Cell’s mechanosensitivity: The key in label-free diagnosis


By LifETIME CDT Student: Anna Maria Kapetanaki (University of Glasgow)

Since the very beginning of life creation, sensation has played a determinant role in species evolution. We, as complex animals, experience the world around us using our senses (vision, hearing, olfaction). This ability has been vital for our species survival as it allows us to find food and protect ourselves from physical enemies or predators. These senses are processed through complex organs, such as the eyes, ears and olfactory system which have originated from simpler molecular components. Typical examples of such components are the chemoreceptors, photoreceptors, and mechanoreceptors. The question that needs to be answered is how simpler organism and single cells probe their ambient environment?

Cells are dynamic units able to feel their surrounding environment and adapt to it. The ability of feeling any mechanical stimulus is called mechanosensitivity and the adaptation process is known as mechanotransduction. The mechanical stimulus is sensed through specific units found on the cell’s surface, which are known as mechanosensors. Both mechanosensitivity and mechanotransduction determine cell’s fate by triggering various biochemical reactions taking place in the interior of the cell. A paramount example of cells sensing and adapting to their surrounding is offered by the pioneering work of Dennis Discher. In that experiment mesenchymal stem cells were cultured on substrates of different stiffness, and it was observed that their differentiation is influenced by the substrate’s mechanical properties. More precisely, stem cells reacted to the matrix and started differentiating, with those seeded on a harder substrate showing features of bone-like cells, while a softer and thick substrate facilitated the differentiation towards neuron-like phenotype.

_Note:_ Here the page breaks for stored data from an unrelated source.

//! Entry service
//!
//! User-facing operations on the ledger: validated adds, free-text adds,
//! edits and deletes by ID prefix, and budget changes. Relative dates are
//! resolved against the `today` the service was created with.

use chrono::NaiveDate;
use tracing::info;

use super::parser::parse_entry;
use crate::error::{TrackerError, TrackerResult};
use crate::ledger::Ledger;
use crate::models::{
    parse_transaction_date, BudgetPeriod, Money, Transaction, TransactionId, TransactionType,
};

/// Full length of a hyphenated UUID
const FULL_ID_LEN: usize = 36;

const UNKNOWN_PREFIX: &str = "Ambiguous or unknown Transaction ID prefix.";

/// Input for adding a transaction from explicit fields
#[derive(Debug, Clone)]
pub struct EntryInput {
    pub kind: TransactionType,
    pub description: String,
    pub amount: Money,
    pub category: String,
    /// `None` or blank means today
    pub date: Option<String>,
}

/// Fields to change on an existing transaction; `None` and blank values are
/// left alone
#[derive(Debug, Clone, Default)]
pub struct EntryEdit {
    pub description: Option<String>,
    pub amount: Option<Money>,
    pub category: Option<String>,
    pub date: Option<String>,
}

impl EntryEdit {
    /// Whether the edit would change anything
    pub fn is_empty(&self) -> bool {
        non_blank(&self.description).is_none()
            && self.amount.is_none()
            && non_blank(&self.category).is_none()
            && non_blank(&self.date).is_none()
    }
}

/// Service for user-driven ledger changes
pub struct EntryService<'a> {
    ledger: &'a mut Ledger,
    today: NaiveDate,
}

impl<'a> EntryService<'a> {
    /// Create a new entry service
    pub fn new(ledger: &'a mut Ledger, today: NaiveDate) -> Self {
        Self { ledger, today }
    }

    /// Add a transaction from explicit fields
    pub fn add_explicit(&mut self, input: EntryInput) -> TrackerResult<TransactionId> {
        let date = self.resolve_date(input.date.as_deref())?;
        let txn = Transaction::new(
            input.kind,
            input.amount,
            date,
            input.category,
            input.description,
        )?;

        let id = self.ledger.add(txn)?;
        info!(id = %id, kind = %input.kind, "added transaction");
        Ok(id)
    }

    /// Add a transaction parsed from a quick-entry string
    ///
    /// Falls back to `default_category` when the text carries no
    /// `category:` tag.
    pub fn add_from_text(
        &mut self,
        input: &str,
        kind: TransactionType,
        default_category: &str,
    ) -> TrackerResult<TransactionId> {
        let parsed = parse_entry(input, self.today)?;
        let category = parsed
            .category
            .unwrap_or_else(|| default_category.to_string());

        let txn = Transaction::new(kind, parsed.amount, parsed.date, category, parsed.description)?;
        let id = self.ledger.add(txn)?;
        info!(id = %id, kind = %kind, "added transaction from text");
        Ok(id)
    }

    /// Edit the transaction identified by an unambiguous ID prefix
    ///
    /// All provided fields are validated on a copy before anything is
    /// committed; a failure leaves the stored transaction untouched.
    pub fn edit_by_prefix(&mut self, prefix: &str, edit: EntryEdit) -> TrackerResult<Transaction> {
        let prefix = prefix.trim();
        if prefix.is_empty() {
            return Err(TrackerError::Validation(
                "Transaction ID prefix is required.".into(),
            ));
        }

        let mut txn = self
            .ledger
            .get_by_prefix(prefix)
            .cloned()
            .ok_or_else(|| TrackerError::Validation(UNKNOWN_PREFIX.into()))?;

        if let Some(description) = non_blank(&edit.description) {
            txn.set_description(description)?;
        }
        if let Some(amount) = edit.amount {
            txn.set_amount(amount)?;
        }
        if let Some(category) = non_blank(&edit.category) {
            txn.set_category(category)?;
        }
        if let Some(date) = non_blank(&edit.date) {
            txn.set_date(parse_transaction_date(date, self.today)?);
        }

        if !self.ledger.update(txn.clone()) {
            return Err(TrackerError::transaction_not_found(txn.id().as_str()));
        }
        info!(id = %txn.id(), "edited transaction");
        Ok(txn)
    }

    /// Delete by full ID or unambiguous prefix, returning the deleted ID
    pub fn delete(&mut self, id_or_prefix: &str) -> TrackerResult<TransactionId> {
        let trimmed = id_or_prefix.trim();
        if trimmed.is_empty() {
            return Err(TrackerError::Validation(
                "Transaction ID is required.".into(),
            ));
        }

        if trimmed.len() >= FULL_ID_LEN {
            let id = TransactionId::from_string(trimmed)?;
            if self.ledger.delete(&id) {
                info!(id = %id, "deleted transaction");
                return Ok(id);
            }
        }

        let id = self
            .ledger
            .resolve_by_prefix(trimmed)
            .ok_or_else(|| TrackerError::Validation(UNKNOWN_PREFIX.into()))?;
        self.ledger.delete(&id);
        info!(id = %id, "deleted transaction");
        Ok(id)
    }

    /// Replace the budget limit and period
    ///
    /// A negative limit is rejected before anything changes.
    pub fn set_budget(&mut self, limit: Money, period: BudgetPeriod) -> TrackerResult<()> {
        let budget = self.ledger.budget_mut();
        budget.set_limit(limit)?;
        budget.set_period(period);
        info!(limit = %limit, period = %period, "budget updated");
        Ok(())
    }

    fn resolve_date(&self, input: Option<&str>) -> TrackerResult<NaiveDate> {
        match input.map(str::trim).filter(|s| !s.is_empty()) {
            Some(text) => parse_transaction_date(text, self.today),
            None => Ok(self.today),
        }
    }
}

fn non_blank(value: &Option<String>) -> Option<&str> {
    value.as_deref().map(str::trim).filter(|s| !s.is_empty())
}
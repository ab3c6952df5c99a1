//! Core data models for the expense tracker
//!
//! This module contains the value types the ledger is built from:
//! identifiers, money amounts, transactions and the budget.

pub mod budget;
pub mod ids;
pub mod money;
pub mod period;
pub mod transaction;

pub use budget::{Budget, BudgetReport, BudgetStatus, DEFAULT_LIMIT, DEFAULT_WARNING_PERCENT};
pub use ids::TransactionId;
pub use money::{Money, MoneyParseError};
pub use period::{first_day_of_month, last_day_of_month, BudgetPeriod};
pub use transaction::{parse_transaction_date, Transaction, TransactionType};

Figure 1. Any mechanical stimulus on a cell induces its response.

The underlying mechanism of mechanosensitivity is poorly studied and understood due to technical challenges. These challenges include the control and detection of extremely small forces applied on the single cell level. The latter requires the deployment of nanoengineered tools, such as advanced optical microscopy or electrophysiology. Although, in the last 20 years the mechanobiology research has contributed significantly to our understanding of cells mechanosensitivity, there are still many parameters that need to be investigated. A missing point is the way that mechanosensitivity regulates cell’s function and organisation in tissue level. The comprehension of that concept would spot some light on the relation between the dysregulation of cell mechanosensitivity and the dysfunctions and diseases in various organs including cardiovascular, musculoskeletal, skin, and immune system.

A factor that affects cell mechanosensitivity is the ageing of organisms, a chronic and complicated process that induces degenerative physical and biological changes, leading to cell stiffening. This alteration in cell’s mechanical properties affects cell’s mechanosensors and therefore, its mechanosensitivity is diminished. Consequently, cell’s mechanotransduction gets disturbed leading to dysregulation of numerous biological processes which compromise its function. As such it is of paramount importance to fully comprehend the changes in cellular mechanics and develop novel biomarkers for ageing-related diseases to restore defects caused by ageing.

The first step towards the investigation of cell’s mechanosensitivity is the creation of a high throughput (HT) mechanosensitivity assay which I will attempt to develop. The advantage of a HT assay is that normally it allows the screening of thousands of cells per second giving to the user access to a vast amount of data. The analysis of these data enables the elimination of the biological diversity of rare subpopulations.

To develop a HT mechanosensitivity assay, we plan to exploit a microfluidic system. This will allow us to manipulate single cells in suspension, align them in a single row and have them analysed one by one. As it is depicted in Figure 2, we will create a neck in the channel so that cells get mechanically stimulated. By using a microscopy approach, we will monitor their response in real time, aiming for the acquisition of several events per second.

Figure 2. Schematic of the microfluidic channel intended to be used for the high throughput mechanosensitivity assay. The cells in suspension are align and subjected to mechanical compression as they flow through the narrow neck of the channel.

Cell mechanosensitivity as a mechanobiological marker of cellular physiology is of high importance and its role in several pathological phenomena is the key that will open the path towards emerging diagnostic tools and therapies.